### INSTRUCTIONS FOR THE TASK
Some lines below hold "active". Pick them out and copy them.

### DATA EXTRACTS
※

//! Browse query construction
//!
//! Translates a [`FilterState`] plus a page into one [`Select`] against
//! `archive_posts`. All active predicates are AND-ed; every sort order ends
//! with stable tie-breakers so repeated queries page consistently.

use chrono::{NaiveDate, NaiveTime, Utc};

use super::filter::{AiModelCategory, ContentType, FilterState, PromptVisibility, SortOrder};
use crate::data::{Expr, Op, Order, Select, Table, Value};
use crate::error::AppError;

/// Build the page query for the browse view
///
/// # Errors
/// Returns `Validation` for a page below 1 or a zero page size. No request
/// exists in that case.
pub fn build_browse_query(
    filters: &FilterState,
    page: u32,
    page_size: u32,
) -> Result<Select, AppError> {
    if page < 1 {
        return Err(AppError::Validation("Page must be at least 1".to_string()));
    }
    if page_size == 0 {
        return Err(AppError::Validation(
            "Page size must be at least 1".to_string(),
        ));
    }

    let offset = u64::from(page - 1) * u64::from(page_size);
    let mut query = Select::from(Table::ArchivePosts)
        .with_author()
        .filter_opt(browse_filter(filters))
        .window(offset, u64::from(page_size))
        .count_exact();
    query.order = sort_keys(filters.sort);

    Ok(query)
}

/// Conjunction of every active filter control
pub fn browse_filter(filters: &FilterState) -> Option<Expr> {
    let mut clauses = Vec::new();

    if !filters.term.is_empty() {
        clauses.push(term_clause(&filters.term));
    }

    if let Some(models) = Expr::any(filters.ai_models.iter().map(|m| model_clause(*m)).collect())
    {
        clauses.push(models);
    }

    match filters.content_type {
        ContentType::All => {}
        ContentType::Text => clauses.push(Expr::is_null("embed_url")),
        ContentType::Embedded => clauses.push(Expr::is_null("embed_url").negate()),
    }

    match filters.prompt_visibility {
        PromptVisibility::All => {}
        PromptVisibility::Public => {
            clauses.push(Expr::eq("prompt_is_public", Value::Bool(true)))
        }
        PromptVisibility::Private => {
            clauses.push(Expr::eq("prompt_is_public", Value::Bool(false)))
        }
    }

    if let Some(from) = filters.date_from {
        clauses.push(Expr::cmp(
            "created_at",
            Op::Gte,
            Value::Timestamp(start_of_day(from)),
        ));
    }
    // Inclusive end date: everything before the following midnight.
    if let Some(next_day) = filters.date_to.and_then(|to| to.succ_opt()) {
        clauses.push(Expr::cmp(
            "created_at",
            Op::Lt,
            Value::Timestamp(start_of_day(next_day)),
        ));
    }

    if let Some(min) = filters.views_min {
        clauses.push(Expr::cmp("views", Op::Gte, Value::Int(saturating_i64(min))));
    }
    if let Some(max) = filters.views_max {
        clauses.push(Expr::cmp("views", Op::Lte, Value::Int(saturating_i64(max))));
    }

    if let Some(tags) = Expr::any(
        filters
            .tags
            .iter()
            .map(|tag| Expr::has_element("tags", tag))
            .collect(),
    ) {
        clauses.push(tags);
    }

    Expr::all(clauses)
}

fn term_clause(term: &str) -> Expr {
    Expr::Or(vec![
        Expr::icontains("title", term),
        Expr::icontains("content", term),
        Expr::icontains("prompt", term),
        Expr::has_element("tags", &term.to_lowercase()),
    ])
}

fn model_clause(category: AiModelCategory) -> Expr {
    match category {
        AiModelCategory::Gpt4 => Expr::Or(vec![
            Expr::icontains("ai_model", "gpt-4"),
            Expr::icontains("ai_model", "gpt4"),
        ]),
        AiModelCategory::Claude => Expr::icontains("ai_model", "claude"),
        AiModelCategory::Gemini => Expr::Or(vec![
            Expr::icontains("ai_model", "gemini"),
            Expr::icontains("ai_model", "bard"),
        ]),
        AiModelCategory::Other => Expr::And(
            ["gpt", "claude", "gemini", "bard"]
                .into_iter()
                .map(|family| Expr::icontains("ai_model", family).negate())
                .collect(),
        ),
    }
}

fn sort_keys(sort: SortOrder) -> Vec<Order> {
    let mut keys = match sort {
        SortOrder::Newest => vec![Order::desc("created_at")],
        SortOrder::Oldest => vec![Order::asc("created_at")],
        SortOrder::MostViewed => vec![Order::desc("views"), Order::desc("created_at")],
        SortOrder::MostFavorited => vec![Order::desc("favorite_count"), Order::desc("created_at")],
    };
    keys.push(Order::asc("id"));
    keys
}

fn start_of_day(date: NaiveDate) -> chrono::DateTime<Utc> {
    date.and_time(NaiveTime::MIN).and_utc()
}

fn saturating_i64(value: u64) -> i64 {
    i64::try_from(value).unwrap_or(i64::MAX)
}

※

### RESPONSE AREA
//! `archive_posts`. All active predicates are AND-ed; every sort order ends
/// Conjunction of every active filter control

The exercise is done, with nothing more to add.